ABSTRACT Cholesterol 25-hydroxylase (CH25H) has recently been identified as a host restriction factor that exerts antiviral effects by catalyzing the production of 25-hydroxycholesterol (25HC). CH25H can be rapidly induced upon infection with some viruses. Porcine reproductive and respiratory syndrome virus (PRRSV), an arterivirus, has ranked among the most important swine pathogens since it was discovered in the late 1980s. In this study, we found that PRRSV infection significantly downregulated the expression of CH25H in cells by a so-far unknown mechanism, suggesting that CH25H exerts antiviral activity against PRRSV. Indeed, overexpression of CH25H inhibited PRRSV replication, whereas knockdown of CH25H by short interfering RNA (siRNA) promoted PRRSV infection. The anti-PRRSV effect of 25HC operates via inhibition of viral penetration. Interestingly, a CH25H mutant (CH25H-M) lacking hydroxylase activity still inhibited PRRSV infection. Screening using a yeast two-hybrid system followed by coimmunoprecipitation and immunofluorescence colocalization analyses confirmed that both CH25H and CH25H-M interact with the nonstructural protein 1 alpha (nsp1α) of PRRSV. Unexpectedly, the expression of nsp1α decreased following coexpression with CH25H or CH25H-M. Detailed analyses demonstrated that CH25H/CH25H-M could degrade nsp1α through the ubiquitin-proteasome pathway and that site K169 in the nsp1α protein is the key site of ubiquitination.
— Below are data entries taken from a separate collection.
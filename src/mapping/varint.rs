//! Variable-length integer mapping.
//!
//! A code point is split into 7-bit groups, most significant first. Every
//! group but the last is emitted as `129 + group`, the last one as
//! `1 + group`, so id 0 stays free for the terminator and the end of each
//! character is visible from its final id alone.

use super::{DecodeIds, TransitionIds};

const GROUP_BITS: u32 = 7;
const GROUP_MASK: u32 = (1 << GROUP_BITS) - 1;
const FINAL_BASE: u32 = 1;
const CONTINUATION_BASE: u32 = FINAL_BASE + (1 << GROUP_BITS);

/// Maps code points to big-endian 7-bit groups
///
/// ASCII takes one id, code points below U+4000 two, the rest three.
#[derive(Debug, Clone, Copy, Default, PartialEq, Eq)]
pub struct VarIntMapping;

impl TransitionIds for VarIntMapping {
    fn ids_for_char(&self, ch: char, out: &mut Vec<u32>) {
        let cp = ch as u32;
        if cp == 0 {
            out.push(self.terminator_id());
            return;
        }

        let mut shift = 0;
        while (cp >> (shift + GROUP_BITS)) != 0 {
            shift += GROUP_BITS;
        }
        while shift > 0 {
            out.push(CONTINUATION_BASE + ((cp >> shift) & GROUP_MASK));
            shift -= GROUP_BITS;
        }
        out.push(FINAL_BASE + (cp & GROUP_MASK));
    }

    #[inline]
    fn terminator_id(&self) -> u32 {
        0
    }

    #[inline]
    fn alphabet_size(&self) -> u32 {
        CONTINUATION_BASE + (1 << GROUP_BITS)
    }
}

impl DecodeIds for VarIntMapping {
    fn decode(&self, ids: &[u32]) -> Option<String> {
        let mut out = String::with_capacity(ids.len());
        let mut acc: u32 = 0;
        let mut pending = false;

        for &id in ids {
            if id >= CONTINUATION_BASE && id < self.alphabet_size() {
                acc = (acc << GROUP_BITS) | (id - CONTINUATION_BASE);
                pending = true;
                if acc > (char::MAX as u32) >> GROUP_BITS {
                    return None;
                }
            } else if id >= FINAL_BASE && id < CONTINUATION_BASE {
                let cp = (acc << GROUP_BITS) | (id - FINAL_BASE);
                if cp == 0 {
                    return None;
                }
                out.push(char::from_u32(cp)?);
                acc = 0;
                pending = false;
            } else {
                return None;
            }
        }

        if pending {
            None
        } else {
            Some(out)
        }
    }
}
pub mod error;
pub mod http;

pub use error::ApiStatusError;
pub use http::HttpDashboardClient;

use crate::domain::call::{CallAnalytics, CallEvent};
use crate::domain::load::{Load, LoadQuery, NewLoad};
use anyhow::Result;

/// Upstream data the dashboard reads from, and the load registry it writes to.
#[async_trait::async_trait]
pub trait DashboardSource: Send + Sync {
    fn source_name(&self) -> &'static str;

    async fn health(&self) -> Result<()>;

    async fn fetch_loads(&self, query: &LoadQuery) -> Result<Vec<Load>>;

    /// `Ok(None)` when no load has that id.
    async fn fetch_load(&self, load_id: &str) -> Result<Option<Load>>;

    async fn create_load(&self, load: NewLoad) -> Result<Load>;

    async fn fetch_call_analytics(&self, window_days: u32) -> Result<CallAnalytics>;

    /// Latest calls first.
    async fn fetch_recent_calls(&self, limit: u32) -> Result<Vec<CallEvent>>;
}
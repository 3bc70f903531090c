//! Plain-text rendering of the dashboard for terminals.

use freightdash_core::analytics::{Dashboard, DashboardStatus, NamedCount};
use freightdash_core::domain::load::Load;
use std::fmt::Write;

pub fn render_dashboard(dashboard: &Dashboard, status: &DashboardStatus, window_days: u32) -> String {
    let mut out = String::new();
    let _ = writeln!(out, "Load & Call Analytics");

    match status {
        DashboardStatus::Loading => {
            let _ = writeln!(out, "Loading…");
            return out;
        }
        DashboardStatus::Failed(errors) => {
            for err in errors {
                let _ = writeln!(out, "Error: {err}");
            }
        }
        DashboardStatus::Ready => {}
    }

    let loads = &dashboard.loads;
    let _ = writeln!(out, "\nLoads by equipment");
    for agg in &loads.equipment {
        let _ = writeln!(
            out,
            "  {:<16} {:>5} loads  avg ${}",
            agg.equipment, agg.count, agg.avg_rate
        );
    }

    let _ = writeln!(out, "\nRate distribution");
    for bucket in loads.rate_buckets.iter() {
        let _ = writeln!(out, "  {:<8} {:>5}", bucket.bucket, bucket.count);
    }

    let calls = &dashboard.calls;
    write_named_counts(&mut out, &format!("Call outcomes (last {window_days} days)"), &calls.outcomes);
    write_named_counts(&mut out, &format!("Sentiment mix (last {window_days} days)"), &calls.sentiments);

    let _ = writeln!(out, "\nOutcomes by day");
    if calls.stacked.keys.is_empty() {
        let _ = writeln!(out, "  (no calls)");
    } else {
        let _ = write!(out, "  {:<12}", "date");
        for key in &calls.stacked.keys {
            let _ = write!(out, " {key:>14}");
        }
        let _ = writeln!(out);
        for row in calls.stacked.dense_rows() {
            let _ = write!(out, "  {:<12}", row.date);
            for value in row.values.values() {
                let _ = write!(out, " {value:>14}");
            }
            let _ = writeln!(out);
        }
    }

    let _ = writeln!(out, "\nRecent calls");
    if dashboard.recent_calls.is_empty() {
        let _ = writeln!(out, "  No recent calls.");
    } else {
        let _ = writeln!(
            out,
            "  {:<22} {:<10} {:<24} {:<3} {:<10} {:<16} {:<10} {:>9} {:>6}",
            "When", "MC #", "Legal Name", "Ver", "Load", "Outcome", "Sentiment", "Agreed $", "Rounds"
        );
        for row in dashboard.recent_calls.iter() {
            let _ = writeln!(
                out,
                "  {:<22} {:<10} {:<24} {:<3} {:<10} {:<16} {:<10} {:>9} {:>6}",
                row.when,
                row.mc_number,
                row.legal_name,
                row.verified,
                row.load_id,
                row.outcome,
                row.sentiment,
                row.agreed_price,
                row.negotiation_rounds
            );
        }
    }

    let _ = writeln!(out, "\nShowing {} load(s).", loads.load_count);
    out
}

fn write_named_counts(out: &mut String, title: &str, series: &[NamedCount]) {
    let _ = writeln!(out, "\n{title}");
    if series.is_empty() {
        let _ = writeln!(out, "  (none)");
    }
    for c in series {
        let _ = writeln!(out, "  {:<16} {:>5}", c.name, c.value);
    }
}

pub fn render_load_table(loads: &[Load]) -> String {
    let mut out = String::new();
    if loads.is_empty() {
        let _ = writeln!(out, "No rows.");
        return out;
    }

    let _ = writeln!(
        out,
        "{:<10} {:<20} {:<20} {:<20} {:<20} {:<10} {:>8} {:>6}",
        "Load ID", "Origin", "Destination", "Pickup", "Delivery", "Equipment", "Rate", "Miles"
    );
    for load in loads {
        let _ = writeln!(
            out,
            "{:<10} {:<20} {:<20} {:<20} {:<20} {:<10} {:>8} {:>6}",
            load.load_id,
            load.origin,
            load.destination,
            load.pickup_datetime,
            load.delivery_datetime,
            load.equipment_type.as_deref().unwrap_or_default(),
            format!("${}", load.loadboard_rate),
            load.miles.to_string()
        );
    }
    out
}

#[cfg(test)]
mod tests {
    use super::*;
    use freightdash_core::analytics::{assemble, DashboardInputs};
    use freightdash_core::domain::call::CallAnalytics;

    fn analytics() -> CallAnalytics {
        serde_json::from_str(
            r#"{
                "outcome_counts": {"agreed": 2, "price_rejected": 1},
                "sentiment_counts": {"positive": 3},
                "by_day": [
                    {"date": "2024-01-01", "agreed": 2},
                    {"date": "2024-01-02", "price_rejected": 1}
                ]
            }"#,
        )
        .unwrap()
    }

    fn loads() -> Vec<Load> {
        serde_json::from_str(
            r#"[{"load_id": "L-1", "origin": "Chicago, IL", "equipment_type": "Dry Van",
                 "loadboard_rate": 1200, "miles": 800}]"#,
        )
        .unwrap()
    }

    #[test]
    fn loading_status_short_circuits() {
        let dashboard = assemble(None, None, None);
        let text = render_dashboard(&dashboard, &DashboardStatus::Loading, 7);
        assert!(text.contains("Loading…"));
        assert!(!text.contains("Rate distribution"));
    }

    #[test]
    fn ready_dashboard_lists_every_section() {
        let loads = loads();
        let analytics = analytics();
        let dashboard = assemble(Some(&loads[..]), Some(&analytics), None);
        let text = render_dashboard(&dashboard, &DashboardStatus::Ready, 7);

        assert!(text.contains("Dry Van"));
        assert!(text.contains("≤1500"));
        assert!(text.contains("Call outcomes (last 7 days)"));
        assert!(text.contains("price_rejected"));
        assert!(text.contains("No recent calls."));
        assert!(text.ends_with("Showing 1 load(s).\n"));

        let day_one = text.lines().find(|l| l.contains("2024-01-01")).unwrap();
        let cells: Vec<_> = day_one.split_whitespace().collect();
        assert_eq!(cells, ["2024-01-01", "2", "0"]);
    }

    #[test]
    fn failures_are_listed_but_charts_still_render() {
        let loads = loads();
        let dashboard = assemble(Some(&loads[..]), None, None);
        let inputs = DashboardInputs::default();
        let status = DashboardStatus::from_inputs(&inputs, &["call analytics: timeout".to_string()]);
        let text = render_dashboard(&dashboard, &status, 7);
        assert!(text.contains("Error: call analytics: timeout"));
        assert!(text.contains("Dry Van"));
        assert!(text.contains("(no calls)"));
    }

    #[test]
    fn load_table_renders_rows() {
        let text = render_load_table(&loads());
        assert!(text.contains("L-1"));
        assert!(text.contains("$1200"));
        assert!(text.contains("800"));
        assert_eq!(render_load_table(&[]), "No rows.\n");
    }
}
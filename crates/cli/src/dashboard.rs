use crate::render;
use crate::OutputFormat;
use chrono::{DateTime, Utc};
use freightdash_core::analytics::{Dashboard, DashboardCache, DashboardInputs, DashboardStatus};
use freightdash_core::client::DashboardSource;
use freightdash_core::domain::load::LoadQuery;
use serde::Serialize;
use std::future::Future;
use std::sync::Arc;
use std::time::Duration;

#[derive(Debug, Clone)]
pub struct DashboardOptions {
    pub loads_limit: u32,
    pub window_days: u32,
    pub calls_limit: u32,
    pub format: OutputFormat,
}

#[derive(Debug, Serialize)]
pub struct DashboardReport<'a> {
    pub generated_at: DateTime<Utc>,
    pub window_days: u32,
    pub status: &'a DashboardStatus,
    pub dashboard: &'a Dashboard,
}

/// Fetches the three sources concurrently. A failed source is reported and left absent
/// so the remaining charts still render.
pub async fn fetch_inputs(
    source: &dyn DashboardSource,
    opts: &DashboardOptions,
) -> (DashboardInputs, Vec<String>) {
    let query = LoadQuery::with_limit(opts.loads_limit);
    let (loads, analytics, recent) = tokio::join!(
        source.fetch_loads(&query),
        source.fetch_call_analytics(opts.window_days),
        source.fetch_recent_calls(opts.calls_limit),
    );

    let mut errors = Vec::new();
    let inputs = DashboardInputs {
        loads: settle("loads", loads, &mut errors).map(Arc::from),
        analytics: settle("call analytics", analytics, &mut errors).map(Arc::new),
        recent_calls: settle("recent calls", recent, &mut errors).map(Arc::from),
    };
    (inputs, errors)
}

fn settle<T>(what: &str, result: anyhow::Result<T>, errors: &mut Vec<String>) -> Option<T> {
    match result {
        Ok(value) => Some(value),
        Err(err) => {
            sentry_anyhow::capture_anyhow(&err);
            tracing::warn!(source = what, error = %format!("{err:#}"), "dashboard source unavailable");
            errors.push(format!("{what}: {err:#}"));
            None
        }
    }
}

pub async fn run_once(source: &dyn DashboardSource, opts: &DashboardOptions) -> anyhow::Result<()> {
    let mut cache = DashboardCache::new();
    let (inputs, errors) = fetch_inputs(source, opts).await;
    let dashboard = cache.get(&inputs);
    let status = DashboardStatus::from_inputs(&inputs, &errors);
    tracing::info!(
        loads = dashboard.loads.load_count,
        outcomes = dashboard.calls.outcomes.len(),
        failed_sources = errors.len(),
        "dashboard assembled"
    );
    print_dashboard(&dashboard, &status, opts)
}

/// Re-fetches on an interval and prints only when the assembled series change. Stops on
/// Ctrl-C, including while a fetch is in flight.
pub async fn watch(
    source: &dyn DashboardSource,
    opts: &DashboardOptions,
    refresh_secs: u64,
) -> anyhow::Result<()> {
    watch_until(source, opts, refresh_secs, async {
        if let Err(err) = tokio::signal::ctrl_c().await {
            tracing::error!(error = %err, "failed to listen for ctrl-c");
            std::future::pending::<()>().await;
        }
    })
    .await
}

async fn watch_until(
    source: &dyn DashboardSource,
    opts: &DashboardOptions,
    refresh_secs: u64,
    shutdown: impl Future<Output = ()>,
) -> anyhow::Result<()> {
    anyhow::ensure!(refresh_secs >= 1, "refresh interval must be at least 1 second");

    let mut cache = DashboardCache::new();
    let mut shown: Option<(Arc<Dashboard>, DashboardStatus)> = None;
    let mut interval = tokio::time::interval(Duration::from_secs(refresh_secs));
    // One listener for the whole loop; it is only polled until it first completes.
    tokio::pin!(shutdown);

    loop {
        tokio::select! {
            _ = interval.tick() => {}
            () = &mut shutdown => {
                tracing::info!("stopping dashboard refresh");
                return Ok(());
            }
        }

        let (inputs, errors) = tokio::select! {
            fetched = fetch_inputs(source, opts) => fetched,
            () = &mut shutdown => {
                tracing::info!("stopping dashboard refresh during fetch");
                return Ok(());
            }
        };
        let dashboard = cache.get(&inputs);
        let status = DashboardStatus::from_inputs(&inputs, &errors);

        let unchanged = shown
            .as_ref()
            .is_some_and(|(prev, prev_status)| Arc::ptr_eq(prev, &dashboard) && *prev_status == status);
        if unchanged {
            tracing::debug!("dashboard unchanged since last refresh");
            continue;
        }

        print_dashboard(&dashboard, &status, opts)?;
        shown = Some((dashboard, status));
    }
}

fn print_dashboard(
    dashboard: &Dashboard,
    status: &DashboardStatus,
    opts: &DashboardOptions,
) -> anyhow::Result<()> {
    match opts.format {
        OutputFormat::Json => {
            let report = DashboardReport {
                generated_at: Utc::now(),
                window_days: opts.window_days,
                status,
                dashboard,
            };
            println!("{}", serde_json::to_string_pretty(&report)?);
        }
        OutputFormat::Text => print!("{}", render::render_dashboard(dashboard, status, opts.window_days)),
    }
    Ok(())
}
use crate::domain::call::{CallAnalytics, DayRecord};
use indexmap::{IndexMap, IndexSet};
use serde::Serialize;

/// Stackable series names, in first-seen order.
pub type StackKeySet = IndexSet<String>;

/// Union of outcome field names across every day. A key reported on a single day is
/// still part of the result.
pub fn discover_stack_keys(days: &[DayRecord]) -> StackKeySet {
    days.iter()
        .flat_map(|day| day.outcomes.keys())
        .cloned()
        .collect()
}

/// Sparse `(day, outcome) -> count` table plus its dense key universe.
#[derive(Debug, Clone, Default, PartialEq, Serialize)]
pub struct StackedDays {
    /// Day records in payload order with the same dates and outcome keys. Outcome values
    /// are normalized on the way in: numeric strings serialize back as numbers and
    /// non-numeric values as `null`, which reads as `0`.
    pub by_day: Vec<DayRecord>,
    pub keys: StackKeySet,
}

/// A day expanded over the full key universe.
#[derive(Debug, Clone, PartialEq, Eq, Serialize)]
pub struct DenseDay {
    pub date: String,
    #[serde(flatten)]
    pub values: IndexMap<String, u64>,
}

impl StackedDays {
    pub fn from_days(days: &[DayRecord]) -> Self {
        Self {
            by_day: days.to_vec(),
            keys: discover_stack_keys(days),
        }
    }

    pub fn from_analytics(analytics: Option<&CallAnalytics>) -> Self {
        analytics
            .map(|a| Self::from_days(&a.by_day))
            .unwrap_or_default()
    }

    /// Count for `key` on day `day`; unknown days and keys read as `0`.
    pub fn value(&self, day: usize, key: &str) -> u64 {
        self.by_day.get(day).map(|d| d.count(key)).unwrap_or(0)
    }

    pub fn dense_rows(&self) -> Vec<DenseDay> {
        self.by_day
            .iter()
            .map(|day| DenseDay {
                date: day.date.clone(),
                values: self
                    .keys
                    .iter()
                    .map(|key| (key.clone(), day.count(key)))
                    .collect(),
            })
            .collect()
    }
}
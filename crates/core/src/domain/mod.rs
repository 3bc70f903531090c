pub mod call;
pub mod load;
pub mod numeric;
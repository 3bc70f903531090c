use crate::domain::call::{CallAnalytics, CountMap};
use serde::Serialize;

#[derive(Debug, Clone, PartialEq, Eq, Serialize)]
pub struct NamedCount {
    pub name: String,
    pub value: u64,
}

/// One entry per label, keeping the backend's ordering.
pub fn named_counts(counts: &CountMap) -> Vec<NamedCount> {
    counts
        .iter()
        .map(|(name, value)| NamedCount {
            name: name.clone(),
            value: value.as_count(),
        })
        .collect()
}

pub fn outcome_series(analytics: Option<&CallAnalytics>) -> Vec<NamedCount> {
    analytics
        .map(|a| named_counts(&a.outcome_counts))
        .unwrap_or_default()
}

pub fn sentiment_series(analytics: Option<&CallAnalytics>) -> Vec<NamedCount> {
    analytics
        .map(|a| named_counts(&a.sentiment_counts))
        .unwrap_or_default()
}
Taken together, our findings demonstrate that CH25H restricts PRRSV replication by targeting viral penetration as well as degrading nsp1α, revealing a novel antiviral mechanism used by CH25H. IMPORTANCE PRRSV has been a continuous threat to the global swine industry, and current vaccines are insufficient to provide sustainable control. CH25H has been found to exert a broad antiviral effect; thus, it is an attractive target for the development of anti-PRRSV drugs. Here, we demonstrate that CH25H is an interferon-stimulated gene that is highly expressed in porcine alveolar macrophages. CH25H exerts its anti-PRRSV effect not only via the production of 25HC to inhibit viral penetration but also by degrading viral protein through the ubiquitin-proteasome pathway, suggesting that CH25H is a candidate for the development of antiviral therapeutics. However, PRRSV infection appears to actively decrease CH25H expression to promote viral replication, highlighting the complex game between PRRSV and its host.